Effective immunotherapies activate natural antitumor immune responses in patients undergoing treatment. The ability to monitor immune activation in response to immunotherapy is critical in measuring treatment efficacy over time and across patient cohorts. Protein arrays are systematically arranged, large collections of annotated proteins on planar surfaces, which can be used for the characterization of disease-specific and treatment-induced antibody repertoires in individuals undergoing immunotherapy. However, the absence of appropriate image analysis and data processing software presents a substantial hurdle, limiting the uptake of this approach in immunotherapy research. We developed a first, automated semiquantitative open-source software package for the analysis of widely used protein macroarrays. The software allows accurate single array and inter-array comparative studies through the tackling of intra-array inconsistencies arising from experimental disparities. The innovative and automated image analysis process includes adaptive positioning, background identification and subtraction, removal of null signals, robust statistical analysis, and protein pair validation. The normalized values allow a convenient semiquantitative data analysis of different samples or timepoints. Enabling accurate characterization of sample series to identify disease-specific immune profiles or their relative changes in response to treatment may serve as a diagnostic or predictive tool of disease.

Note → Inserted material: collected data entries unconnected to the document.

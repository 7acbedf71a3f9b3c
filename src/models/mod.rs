//! Neural network models of the decoding engine.
//!
//! This module contains:
//! - `transformer`: Shared building blocks (RoPE, Attention, CrossAttention, MLP, DecoderLayer)
//! - `lm`: The multi-stream backbone with its scoring and streaming surfaces
//! - `depth_decoder`: The per-step transformer over the codebook axis
//! - `kv_cache`: Per-layer key/value caches
//! - `config`: Model configuration

pub mod config;
pub mod depth_decoder;
pub mod kv_cache;
pub mod lm;
pub mod transformer;

pub use config::{DepthDecoderConfig, LmConfig, TransformerConfig};
pub use depth_decoder::DepthDecoder;
pub use kv_cache::{KVCache, LayerCache};
pub use lm::{LmModel, ScoreOutput, StepLogits};
pub use transformer::{RotaryEmbedding, ZeroIdxEmbedding};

Protein arrays are a well-established proteomic tool for the simultaneous analysis of thousands of interaction partners, generally manufactured in a microarray format through the immobilization of purified proteins on chemically modified microscope slides.1 An alternative to the microarray format are protein macroarrays produced by printing annotated libraries of E. coli clones, expressing recombinant human protein, on large 22 × 22 cm polyvinylidene fluoride (PVDF) membranes.2,3 Since their introduction in the early 2000s, the protein macroarrays have been frequently used with around 100 published studies in a wide range of applications from protein–protein,4,5 peptide–protein,6,7 enzyme–substrate,8,9 and post-translational modification interaction studies,10,11 to antibody specificity validation,12,13 antibody target discovery,14,15 antibody isotyping,16–18 and clinical autoantibody screening.11,16,19 The extensive usage of the protein macroarrays can be attributed to two innate characteristics unique to the platform: (i) E.coli expression clones are spotted directly on PVDF membranes, ensuring consistent protein concentrations intrinsic to each individual expression clone, thereby avoiding the need for cumbersome large-scale protein purification and characterization procedures essential for the generation of most protein microarray formats; and (ii) each individual colony spot on the macroarray comprises a single recombinant human protein and a collection of all E.coli proteins, thereby providing a natural bacterial protein blocking background consistent across the entire array and, hence, ensuring excellent experimental signal-to-noise ratios (SNRs).20
While users of protein microarrays may draw on dedicated commercial and open-source microarray analysis software packages,21,22 such packages are not suitable for protein macroarrays due to the large array size and associated image resolution characteristics.23,24 Protein macroarray analysis options are, thus, far limited to image data processing of subsections of the array25,26 or universal manufacturer-provided scanner software packages.10 More dedicated software packages such as VisualGrid (GPC Biotech)19,27 or Aida Image Analyser (Raytest)5,28 rely on either operator-based decision making or fixed spot diameter measurements. Both are not suitable for semiquantitative comparative studies. Here, we aim to develop an automated open-source software package dedicated to the semiquantitative analysis of protein macroarrays. The applications of the software range from non-clinical protein array binding studies to disease-associated immune antibody profiles with particular relevance to the comparative cohort or longitudinal clinical studies such as analyses of the response to immunotherapy treatment. We use MathWorks MATLAB version 2019b as the platform. The code is available for use in the supplementary material.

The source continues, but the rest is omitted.